Ever heard the saying “the best time to buy property is yesterday”
and wondered why? Or “investing in property is safer than shares”?
Derek Whitcombe, Director of Residential Project Marketing at Colliers International provides insight into why many choose to invest in residential property instead of the stock market and gives his top five tips on how to choose the right property to invest in.
Derek says that due to the nature of property and the property cycle, it makes sense to invest in property as early as you can; bearing in mind that your personal circumstances need to be right.
“Throughout the property cycle, property values go through three stages – the growth/boom stage, the slump stage, the recovery/correction stage and then the cycle starts again.

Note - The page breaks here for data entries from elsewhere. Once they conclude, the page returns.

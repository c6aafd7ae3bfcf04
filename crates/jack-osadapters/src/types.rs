//! Plain data shapes returned by the `Netlink` adapter. Kept independent of
//! `netlink-packet-route`'s wire types so the fake implementation doesn't
//! need to construct real netlink messages.

use serde::{Deserialize, Serialize};
use std::net::Ipv4Addr;

#[derive(Debug, Clone, PartialEq, Serialize, Deserialize)]
pub struct LinkInfo {
    pub index: u32,
    pub name: String,
    /// `None` for a plain physical link; `Some("bridge" | "vlan" | "veth" | ...)` otherwise.
    pub kind: Option<String>,
    pub mtu: u32,
    pub up: bool,
    pub mac_address: Option<String>,
    /// Bridge this link is enslaved to, if any.
    pub master_index: Option<u32>,
    /// Set for `kind == "vlan"` links.
    pub vlan_id: Option<u16>,
    /// The VLAN's parent link, set alongside `vlan_id`.
    pub parent_index: Option<u32>,
}

impl LinkInfo {
    pub fn is_vlan(&self) -> bool {
        self.kind.as_deref() == Some("vlan")
    }

    pub fn is_bridge(&self) -> bool {
        self.kind.as_deref() == Some("bridge")
    }
}

#[derive(Debug, Clone, Copy, PartialEq, Eq, Serialize, Deserialize)]
pub struct AddrInfo {
    pub address: Ipv4Addr,
    pub prefix_len: u8,
}

#[derive(Debug, Clone, Copy, PartialEq, Eq, Serialize, Deserialize)]
#[serde(rename_all = "snake_case")]
pub enum RouteScope {
    Universe,
    Site,
    Link,
    Host,
    Nowhere,
}

#[derive(Debug, Clone, Copy, PartialEq, Eq, Serialize, Deserialize)]
#[serde(rename_all = "snake_case")]
pub enum RouteProtocol {
    Kernel,
    Boot,
    Static,
    Dhcp,
}

#[derive(Debug, Clone, PartialEq, Serialize, Deserialize)]
pub struct RouteInfo {
    /// `None` destination means the default route (0.0.0.0/0).
    pub destination: Option<(Ipv4Addr, u8)>,
    pub gateway: Option<Ipv4Addr>,
    pub oif_index: Option<u32>,
    pub metric: u32,
    pub table: u32,
    pub scope: RouteScope,
    pub protocol: RouteProtocol,
}

impl RouteInfo {
    pub fn is_default(&self) -> bool {
        self.destination.is_none()
    }

    /// Routes the kernel installs on its own (link-scope subnet routes,
    /// `proto kernel`) that the network module must never touch.
    pub fn is_kernel_owned(&self) -> bool {
        self.protocol == RouteProtocol::Kernel && self.scope == RouteScope::Link
    }
}

#[derive(Debug, Clone, Copy, PartialEq, Eq, Serialize, Deserialize)]
pub struct NeighborInfo {
    pub link_index: u32,
    pub destination: Ipv4Addr,
    pub lladdr: Option<[u8; 6]>,
}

“With the new cycle we see the value of property grow and typically see this asset class appreciate far more than the previous cycle, therefore in the long-term you would expect to see significant capital growth’, he said.

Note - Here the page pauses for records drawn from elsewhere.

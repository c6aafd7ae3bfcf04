//! Command dispatch: turns one [`Request`] into one [`Response`],
//! routing to the transaction manager, the apply orchestrator, the
//! snapshot manager, or the plugin registry per spec.md §4.8's command
//! table. Stateful commands serialize on whatever lock the target
//! component already holds (the transaction lock for `get`/`set`/
//! `diff`/`commit`/`revert`, the apply mutex for `apply`); this module
//! adds no locking of its own.

use std::sync::Arc;

use serde_json::json;

use jack_apply::ApplyOrchestrator;
use jack_core::{JackError, Value as JackValue};
use jack_plugins::PluginRegistry;
use jack_snapshot::{CheckpointKind, SnapshotManager};
use jack_txn::TxnManager;

use crate::protocol::{Request, Response};

pub struct Handlers {
    pub txn: Arc<TxnManager>,
    pub apply: Arc<ApplyOrchestrator>,
    pub snapshot: Arc<SnapshotManager>,
    pub plugins: Arc<PluginRegistry>,
}

impl Handlers {
    pub async fn dispatch(&self, request: Request) -> Response {
        match request.command.as_str() {
            "get" => self.handle_get(request).await,
            "set" => self.handle_set(request).await,
            "diff" => self.handle_diff().await,
            "commit" => self.handle_commit().await,
            "revert" => self.handle_revert().await,
            "apply" => self.handle_apply().await,
            "info" => self.handle_info().await,
            "checkpoint-list" => self.handle_checkpoint_list().await,
            "checkpoint-create" => self.handle_checkpoint_create().await,
            "rollback" => self.handle_rollback(request).await,
            "plugin-enable" => self.handle_plugin_enable(request).await,
            "plugin-disable" => self.handle_plugin_disable(request).await,
            "plugin-rescan" => self.handle_plugin_rescan().await,
            "plugin-cli" => self.handle_plugin_cli(request).await,
            other => Response::err(format!("unknown command: {other}")),
        }
    }

    async fn handle_get(&self, request: Request) -> Response {
        let path = request.path.unwrap_or_default();
        match self.txn.get(&path).await {
            Ok(value) => Response::ok_with_data(value.to_json()),
            Err(e) => Response::from_error(&e),
        }
    }

    async fn handle_set(&self, request: Request) -> Response {
        let (Some(path), Some(value)) = (request.path, request.value) else {
            return Response::err("validation-error: set requires path and value");
        };
        match self.txn.set(&path, JackValue::from_json(value)).await {
            Ok(()) => Response::ok(),
            Err(e) => Response::from_error(&e),
        }
    }

    async fn handle_diff(&self) -> Response {
        let changes = self.txn.diff().await;
        let data = json!(changes
            .into_iter()
            .map(|c| json!({ "path": c.path, "old": c.old, "new": c.new }))
            .collect::<Vec<_>>());
        Response::ok_with_data(data)
    }

    async fn handle_commit(&self) -> Response {
        match self.txn.commit().await {
            Ok(()) => Response::ok(),
            Err(e) => Response::from_error(&e),
        }
    }

    async fn handle_revert(&self) -> Response {
        match self.txn.revert().await {
            Ok(()) => Response::ok(),
            Err(e) => Response::from_error(&e),
        }
    }

    async fn handle_apply(&self) -> Response {
        match self.apply.apply().await {
            Ok(()) => Response::ok_with_message("apply succeeded"),
            Err(e) => Response::from_error(&e),
        }
    }

    async fn handle_info(&self) -> Response {
        let namespaces = self.txn.list_namespaces().await;
        let plugins = self.plugins.list().await;
        let data = json!({
            "version": env!("CARGO_PKG_VERSION"),
            "namespaces": namespaces,
            "plugins": plugins.iter().map(|p| &p.namespace).collect::<Vec<_>>(),
        });
        Response::ok_with_data(data)
    }

    async fn handle_checkpoint_list(&self) -> Response {
        match self.snapshot.list_checkpoints().await {
            Ok(checkpoints) => {
                let data = json!(checkpoints
                    .into_iter()
                    .map(|c| json!({
                        "checkpoint_id": c.id,
                        "timestamp": c.created_at.to_rfc3339(),
                        "trigger": c.kind.as_str(),
                    }))
                    .collect::<Vec<_>>());
                Response::ok_with_data(data)
            }
            Err(e) => Response::from_error(&e),
        }
    }

    async fn handle_checkpoint_create(&self) -> Response {
        match self.snapshot.checkpoint(CheckpointKind::Manual).await {
            Ok(id) => Response::ok_with_data(json!({ "checkpoint_id": id })),
            Err(e) => Response::from_error(&e),
        }
    }

    async fn handle_rollback(&self, request: Request) -> Response {
        let Some(id) = request.checkpoint_id else {
            return Response::err("validation-error: rollback requires checkpoint_id");
        };
        match self.snapshot.rollback_to(&id).await {
            Ok(report) if report.is_clean() => Response::ok_with_message("rollback restored"),
            Ok(report) => Response::ok_with_data(json!({
                "errors": report.errors,
                "manual_intervention": report.manual_intervention,
            })),
            Err(e) => Response::from_error(&e),
        }
    }

    async fn handle_plugin_enable(&self, request: Request) -> Response {
        let Some(namespace) = request.plugin else {
            return Response::err("validation-error: plugin-enable requires plugin");
        };
        match self.plugins.enable(&namespace).await {
            Ok(()) => Response::ok(),
            Err(e) => Response::from_error(&e),
        }
    }

    async fn handle_plugin_disable(&self, request: Request) -> Response {
        let Some(namespace) = request.plugin else {
            return Response::err("validation-error: plugin-disable requires plugin");
        };
        match self.plugins.disable(&namespace).await {
            Ok(()) => Response::ok(),
            Err(e) => Response::from_error(&e),
        }
    }

    async fn handle_plugin_rescan(&self) -> Response {
        let discovered = self.plugins.discover_and_register().await;
        Response::ok_with_data(json!({ "discovered": discovered }))
    }

    async fn handle_plugin_cli(&self, request: Request) -> Response {
        let Some(command) = request.cli_command else {
            return Response::err("validation-error: plugin-cli requires cli_command");
        };
        let args = request.cli_args.unwrap_or_default();

        let namespace = match request.plugin {
            Some(p) => p,
            None => match self.plugins.find_cli_owner(&command).await {
                Some((namespace, _)) => namespace,
                None => return Response::from_error(&JackError::NotFound(format!("cli command {command}"))),
            },
        };

        match self.plugins.execute_cli_command(&namespace, &command, args).await {
            Ok(value) => Response::ok_with_data(value.to_json()),
            Err(e) => Response::from_error(&e),
        }
    }
}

So here are Derek’s five tips for choosing the right residential investment property.
1. Know why you are buying
Are you looking to buy an apartment to rent out now but live in when the kids have moved out, or are you simply looking to improve cashflow or build equity? When looking for an investment property, don’t lose sight of your reason for buying as it will help you hone in on the right property to meet that need.
2. Know your budget
Knowing your budget will dictate where you can afford to invest. Visiting a lender or mortgage broker can help you determine your budget and obtain a pre-approval.

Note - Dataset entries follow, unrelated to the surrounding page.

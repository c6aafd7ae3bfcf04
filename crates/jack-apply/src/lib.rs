//! Apply orchestrator: the single `Apply()` entry point that takes the
//! committed running configuration and pushes it into the kernel and
//! plugin processes, snapshotting first and rolling back whole on any
//! failure. Sequencing follows spec.md §4.7 exactly; grounded
//! throughout on `op-dbus-service::main`'s top-level orchestration
//! shape (acquire a serializing lock, run a fixed step sequence,
//! propagate the first error) and the teacher's
//! `DisasterRecoveryExport::apply_order` dependency-ordering idea,
//! reimplemented as the toposort in [`toposort`].

pub mod toposort;

use std::collections::HashMap;
use std::sync::Arc;

use serde_json::Value as JsonValue;
use tokio::sync::Mutex;
use tracing::{error, info, warn};

use jack_core::{JackError, Result, RollbackOutcome, Value};
use jack_network::{InterfaceSpec, NetworkManager};
use jack_plugins::PluginRegistry;
use jack_snapshot::{CheckpointKind, SnapshotManager};
use jack_txn::TxnManager;

use toposort::toposort;

/// One registered plugin's running config, captured alongside its
/// dependency list so ordering and application both see the same
/// read of pending+running taken at apply's start.
struct PluginWork {
    namespace: String,
    dependencies: Vec<String>,
    config: Value,
}

pub struct ApplyOrchestrator {
    txn: Arc<TxnManager>,
    network: Arc<NetworkManager>,
    snapshot: Arc<SnapshotManager>,
    plugins: Arc<PluginRegistry>,
    apply_lock: Mutex<()>,
}

impl ApplyOrchestrator {
    pub fn new(
        txn: Arc<TxnManager>,
        network: Arc<NetworkManager>,
        snapshot: Arc<SnapshotManager>,
        plugins: Arc<PluginRegistry>,
    ) -> Self {
        Self { txn, network, snapshot, plugins, apply_lock: Mutex::new(()) }
    }

    /// Runs one full apply. At most one apply runs at a time; a commit
    /// racing a running apply doesn't change what that apply pushes,
    /// since every namespace this apply needs is read once, up front,
    /// before the apply mutex's step sequence begins.
    pub async fn apply(&self) -> Result<()> {
        let _guard = self.apply_lock.lock().await;

        // A namespace with no prior `set`/commit (and, for anything but
        // `interfaces`, no bootstrap) reads back as `NotFound` rather
        // than an empty document; apply treats that the same as "no
        // configuration yet" instead of failing outright.
        let interfaces = self.read_namespace_or_default("interfaces").await?;
        let routes = self.read_namespace_or_default("routes").await?;
        let plugin_work = self.collect_plugin_work().await;

        let checkpoint_id = self.snapshot.checkpoint(CheckpointKind::Auto).await?;
        info!(checkpoint = %checkpoint_id, "captured pre-apply checkpoint");

        match self.run_steps(interfaces, routes, plugin_work).await {
            Ok(()) => Ok(()),
            Err((err, applied_plugins)) => {
                error!(error = %err, "apply failed, rolling back");
                let rollback = self.rollback(&checkpoint_id, &applied_plugins).await;
                Err(JackError::apply_failed(err, rollback))
            }
        }
    }

    async fn read_namespace_or_default(&self, namespace: &str) -> Result<Value> {
        match self.txn.get(namespace).await {
            Ok(value) => Ok(value),
            Err(JackError::NotFound(_)) => Ok(Value::object()),
            Err(e) => Err(e),
        }
    }

    async fn collect_plugin_work(&self) -> Vec<PluginWork> {
        let mut work = Vec::new();
        for meta in self.plugins.list().await {
            let config = self.txn.get(&meta.namespace).await.unwrap_or_else(|_| Value::object());
            work.push(PluginWork { namespace: meta.namespace, dependencies: meta.dependencies, config });
        }
        work
    }

    async fn rollback(&self, checkpoint_id: &str, applied_plugins: &[String]) -> RollbackOutcome {
        let outcome = match self.snapshot.rollback_to(checkpoint_id).await {
            Ok(report) if report.is_clean() => RollbackOutcome::Restored,
            Ok(report) => RollbackOutcome::Partial {
                warnings: report.errors.into_iter().chain(report.manual_intervention).collect(),
            },
            Err(e) => RollbackOutcome::Failed(e.to_string()),
        };

        for namespace in applied_plugins.iter().rev() {
            if let Err(e) = self.plugins.flush(namespace).await {
                warn!(namespace = %namespace, error = %e, "flush during rollback failed");
            }
        }
        outcome
    }

    /// The five side-effecting steps of spec.md §4.7 (steps 3-6), plus
    /// the VLAN/plugin topological ordering each needs. Returns the
    /// first error paired with the plugin namespaces already applied,
    /// so the caller can Flush them in reverse order.
    async fn run_steps(
        &self,
        interfaces: Value,
        routes: Value,
        plugin_work: Vec<PluginWork>,
    ) -> std::result::Result<(), (JackError, Vec<String>)> {
        let applied_plugins: Vec<String> = Vec::new();

        self.network.enable_ip_forwarding().await.map_err(|e| (e, applied_plugins.clone()))?;

        let parsed = NetworkManager::parse_interfaces(&interfaces);
        let edges = NetworkManager::vlan_dependency_edges(&parsed);
        let iface_names: Vec<String> = parsed.iter().map(|(n, _)| n.clone()).collect();
        let iface_order = toposort(iface_names, edges).map_err(|e| (e, applied_plugins.clone()))?;
        let specs: HashMap<String, InterfaceSpec> = parsed.into_iter().collect();
        for name in &iface_order {
            let spec = specs.get(name).expect("toposort only returns names it was given");
            self.network
                .apply_interface_config(name, spec)
                .await
                .map_err(|e| (e, applied_plugins.clone()))?;
        }

        self.network.apply_routes_config(&routes).await.map_err(|e| (e, applied_plugins.clone()))?;

        self.apply_plugins(plugin_work, applied_plugins).await
    }

    async fn apply_plugins(
        &self,
        plugin_work: Vec<PluginWork>,
        mut applied_plugins: Vec<String>,
    ) -> std::result::Result<(), (JackError, Vec<String>)> {
        let names: Vec<String> = plugin_work.iter().map(|w| w.namespace.clone()).collect();
        let edges: Vec<(String, String)> = plugin_work
            .iter()
            .flat_map(|w| w.dependencies.iter().map(move |d| (w.namespace.clone(), d.clone())))
            .collect();
        let order = toposort(names, edges).map_err(|e| (e, applied_plugins.clone()))?;

        let mut configs: HashMap<String, JsonValue> =
            plugin_work.into_iter().map(|w| (w.namespace, w.config.to_json())).collect();

        for namespace in order {
            let config = configs.remove(&namespace).unwrap_or(JsonValue::Null);
            self.plugins
                .apply_config(&namespace, config)
                .await
                .map_err(|e| (e, applied_plugins.clone()))?;
            applied_plugins.push(namespace);
        }
        Ok(())
    }
}

#[cfg(test)]
mod tests {
    use super::*;
    use std::path::PathBuf;

    use jack_config_store::ConfigStore;
    use jack_osadapters::fake::{FakeClock, FakeFilesystem, FakeNetlink, FakeSubprocess, FakeSysctl};
    use jack_osadapters::types::LinkInfo;
    use jack_osadapters::OsAdapters;

    async fn fake_adapters_with_eth0() -> Arc<OsAdapters> {
        let netlink = FakeNetlink::new();
        netlink
            .seed_link(LinkInfo {
                index: 1,
                name: "eth0".to_string(),
                kind: None,
                mtu: 1500,
                up: true,
                mac_address: None,
                master_index: None,
                vlan_id: None,
                parent_index: None,
            })
            .await;
        Arc::new(OsAdapters {
            netlink: Arc::new(netlink),
            sysctl: Arc::new(FakeSysctl::new()),
            filesystem: Arc::new(FakeFilesystem::new()),
            subprocess: Arc::new(FakeSubprocess::new()),
            clock: Arc::new(FakeClock::new()),
        })
    }

    fn orchestrator(dir: PathBuf, adapters: Arc<OsAdapters>) -> ApplyOrchestrator {
        let config_store = Arc::new(ConfigStore::new(adapters.filesystem.clone(), adapters.clock.clone()));
        let txn = Arc::new(TxnManager::new(config_store));
        let network = Arc::new(NetworkManager::new(adapters.clone()));
        let snapshot = Arc::new(SnapshotManager::new(adapters.clone(), dir));
        let plugins = Arc::new(PluginRegistry::new(PathBuf::from("/tmp/jack-apply-test-reverse")));
        ApplyOrchestrator::new(txn, network, snapshot, plugins)
    }

    #[tokio::test]
    async fn apply_with_no_configured_namespaces_enables_forwarding() {
        let dir = tempfile::tempdir().unwrap();
        let adapters = Arc::new(OsAdapters::fake());
        let orch = orchestrator(dir.path().to_path_buf(), adapters.clone());
        orch.apply().await.unwrap();
        let forwarding = adapters.sysctl.read("net.ipv4.ip_forward").await.unwrap();
        assert_eq!(forwarding, "1");
    }

    #[tokio::test]
    async fn apply_persists_an_auto_checkpoint() {
        let dir = tempfile::tempdir().unwrap();
        let adapters = Arc::new(OsAdapters::fake());
        let orch = orchestrator(dir.path().to_path_buf(), adapters);
        orch.apply().await.unwrap();
        let checkpoints = orch.snapshot.list_checkpoints().await.unwrap();
        assert_eq!(checkpoints.len(), 1);
        assert_eq!(checkpoints[0].kind, CheckpointKind::Auto);
    }

    #[tokio::test]
    async fn committed_interfaces_are_applied_before_routes() {
        let dir = tempfile::tempdir().unwrap();
        let adapters = fake_adapters_with_eth0().await;
        let orch = orchestrator(dir.path().to_path_buf(), adapters);
        orch.txn
            .set("interfaces.eth0.type", Value::String("physical".into()))
            .await
            .unwrap();
        orch.txn
            .set("interfaces.eth0.device", Value::String("eth0".into()))
            .await
            .unwrap();
        orch.txn.commit().await.unwrap();

        orch.apply().await.unwrap();
    }
}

3. Choose the right location
To get an initial list of suburbs, visit the popular listing website in your state and search for properties that fall within your budget. Now look at each suburb in more detail. Although looking at historic data is important, infrastructure drives property prices, so find out which areas are likely to benefit from new infrastructure as these suburbs typically see better capital growth.
4. Pick the right property type
Do some research before deciding whether to buy an apartment or house. If you’re looking for solid rental yield then apartments are typically the way to go, but if capital growth is what you are after then a house is probably a better option, but this isn’t always the case. You also need to consider the ongoing costs of a house versus an apartment. Factor in things like rates, strata levies and so on.
5. Know who’s likely to rent your property
Put yourself in the shoes of your potential tenant because what a family will look for in a rental property will be very different to retirees, students, young couples and so on. Think about what would appeal to them about the location, the features of the property and/or complex.
Buying an investment property can have significant benefits, but it’s important to consider these facts and talk to your financial adviser to determine how this will fit within your financial strategy.